Pest control in Woking

Woking has a ‘normal’ cross section of pest control problems. These include: wasp nests, bees, bed bugs, fleas, ants, rats, mice, squirrels and cockroaches. There is a slight increase in rat pest control problems through the centre of Woking and this is probably due to the railway line and canal running through the centre of Woking. Both railway lines and canals can be channels of rat problems allowing rats & mice to spread to surrounding areas.
At the moment PEST UK’s presence in Woking is limited as it is a fairly new office but we are expanding.

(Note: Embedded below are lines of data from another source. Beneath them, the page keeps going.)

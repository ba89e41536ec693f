//! User CRUD handlers: list, get, create, delete.
//!
//! Each handler is a thin translation between HTTP and one
//! [`crate::persistence::UserStore`] call.

use axum::extract::State;
use axum::http::StatusCode;
use axum::response::IntoResponse;
use axum::routing::get;
use axum::{Json, Router};

use crate::api::dto::CreateUserRequest;
use crate::api::extract::{ApiJson, UserIdPath};
use crate::app_state::AppState;
use crate::domain::User;
use crate::error::{ApiError, ErrorResponse};

/// `GET /users` — List every user.
///
/// # Errors
///
/// Returns [`ApiError::StorageUnavailable`] if the query fails.
#[utoipa::path(
    get,
    path = "/users",
    tag = "Users",
    summary = "List users",
    description = "Returns every stored user. An empty table yields an empty array.",
    responses(
        (status = 200, description = "All users", body = Vec<User>),
        (status = 500, description = "Storage failure", body = ErrorResponse),
    )
)]
pub async fn list_users(State(state): State<AppState>) -> Result<impl IntoResponse, ApiError> {
    let users = state.users.list_all().await?;
    tracing::debug!(count = users.len(), "listed users");
    Ok(Json(users))
}

/// `GET /users/{id}` — Fetch one user.
///
/// # Errors
///
/// Returns [`ApiError::UserNotFound`] if no user has the id.
#[utoipa::path(
    get,
    path = "/users/{id}",
    tag = "Users",
    summary = "Get a user",
    params(
        ("id" = i32, Path, description = "User id"),
    ),
    responses(
        (status = 200, description = "The user", body = User),
        (status = 400, description = "Id is not an integer", body = ErrorResponse),
        (status = 404, description = "User not found", body = ErrorResponse),
        (status = 500, description = "Storage failure", body = ErrorResponse),
    )
)]
pub async fn get_user(
    State(state): State<AppState>,
    UserIdPath(id): UserIdPath,
) -> Result<impl IntoResponse, ApiError> {
    let user = state.users.get_by_id(id).await?;
    Ok(Json(user))
}

/// `POST /users` — Create a user.
///
/// # Errors
///
/// Returns [`ApiError::MalformedRequest`] for an unreadable body and
/// [`ApiError::ConstraintViolation`] when storage rejects the values.
#[utoipa::path(
    post,
    path = "/users",
    tag = "Users",
    summary = "Create a user",
    description = "Inserts a user and returns it with the id assigned by storage. Without `age` the schema default (18) applies unless the service runs with `MISSING_AGE_POLICY=reject`.",
    request_body = CreateUserRequest,
    responses(
        (status = 201, description = "User created", body = User),
        (status = 400, description = "Malformed body", body = ErrorResponse),
        (status = 422, description = "Schema constraint violated", body = ErrorResponse),
        (status = 500, description = "Storage failure", body = ErrorResponse),
    )
)]
pub async fn create_user(
    State(state): State<AppState>,
    ApiJson(req): ApiJson<CreateUserRequest>,
) -> Result<impl IntoResponse, ApiError> {
    let new_user = req.into_new_user(state.missing_age_policy)?;
    let user = state.users.insert(new_user).await?;
    tracing::info!(id = %user.id, "user created");
    Ok((StatusCode::CREATED, Json(user)))
}

/// `DELETE /users/{id}` — Delete a user and return its last values.
///
/// # Errors
///
/// Returns [`ApiError::UserNotFound`] if no user has the id.
#[utoipa::path(
    delete,
    path = "/users/{id}",
    tag = "Users",
    summary = "Delete a user",
    params(
        ("id" = i32, Path, description = "User id"),
    ),
    responses(
        (status = 200, description = "The deleted user", body = User),
        (status = 400, description = "Id is not an integer", body = ErrorResponse),
        (status = 404, description = "User not found", body = ErrorResponse),
        (status = 500, description = "Storage failure", body = ErrorResponse),
    )
)]
pub async fn delete_user(
    State(state): State<AppState>,
    UserIdPath(id): UserIdPath,
) -> Result<impl IntoResponse, ApiError> {
    let user = state.users.delete_by_id(id).await?;
    tracing::info!(id = %user.id, "user deleted");
    Ok(Json(user))
}

/// User resource routes.
pub fn routes() -> Router<AppState> {
    Router::new()
        .route("/users", get(list_users).post(create_user))
        .route("/users/{id}", get(get_user).delete(delete_user))
}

Currently PEST UK has a mix of pest control contracts in the area including domestic private homes, housing associations, restaurants, take aways, butchers, distribution warehouse and stables. This is in addition to all the domestic pest control callouts we receive at PEST UK from Woking which is a mixture of the usual season pests such as wasps, ants, fleas, cockroaches, bed bugs, squirrels, rats & mice. We have noticed that a higher proportion of Woking’s inhabitants feed birds and squirrels than other areas of the PEST UK catchment area. The feeding of birds and squirrels attracts rats, mice and more squirrels that leads to pest control problems involving these pests. About 80% of our rat, mouse and squirrel pest problems involve bird feeding.
Woking is a large town in Surrey. It is part of the London commuter belt. Woking is mentioned in the Domesday Book and had a monastery on the site in the 8th century. Land was purchased and used for burial for London’s dead. Woking also has a mosque. This was the first purpose built Mosque to be built in the UK. Woking has an energy supply that can run independently of the main power grid should that fail. It is part of Woking’s sustainable energy policy. Woking is home to the McLaren Formula 1 Company as well as Alent plc. Woking has rail links to London and is near the M25. Woking is twinned with Rastatt in Germany, Amstelveen in Holland and Le Plessis-Robinson in France.
The town of Woking was formed in the area to the south of the Basingstoke Canal which was completed in1794 and around the railway station that was built in 1838 at the junction between lines to London, the south coast, and the south-west of England. There was a private railway to Brookwood Cemetery, which was developed by the London Necropolis Company as an overflow burial ground for London’s dead. As a result, the original settlement 1 mile to the south-east, on the River Wey, became known as “Old Woking”. Later, Woking Crematorium at St John’s became the first crematorium in the United Kingdom. This Woking based company has over the years sold much of it’s land for housing over the years. Many of Woking’s housing estates are built on land owned by the London Necropolis Company including The Barnsbury Housing Estate.
The Martinsyde aircraft factory set up in Woking during World War I and used the Brooklands Aerodrome for test flying. This was closed in the 1920s. The site was then used by the engineering firm James Walker & Company. The area was redeveloped in the 1990s into the Lion Retail Park.
Woking postal area contains many villages which include: Knaphill, Horsell, Hook Heath, Mount Hermon, Barnsbury, Maybury, Sheerwater, Goldsworth Park, St John’s, Pyrford, Kingfield, Westfield and Ridgway, some can be described suburbs of Woking itself. Further villages are: Old Woking traditionally a separate village, Mayford; Bisley and Sutton Green to the south nearer the border between Woking and Guildford and West Byfleet to the east is a post town with Byfleet and adjoins to the north-east.
Neighbouring areas of Woking. These are: Bisley, Chobham, Ottershaw, Brookwood & Pyrford.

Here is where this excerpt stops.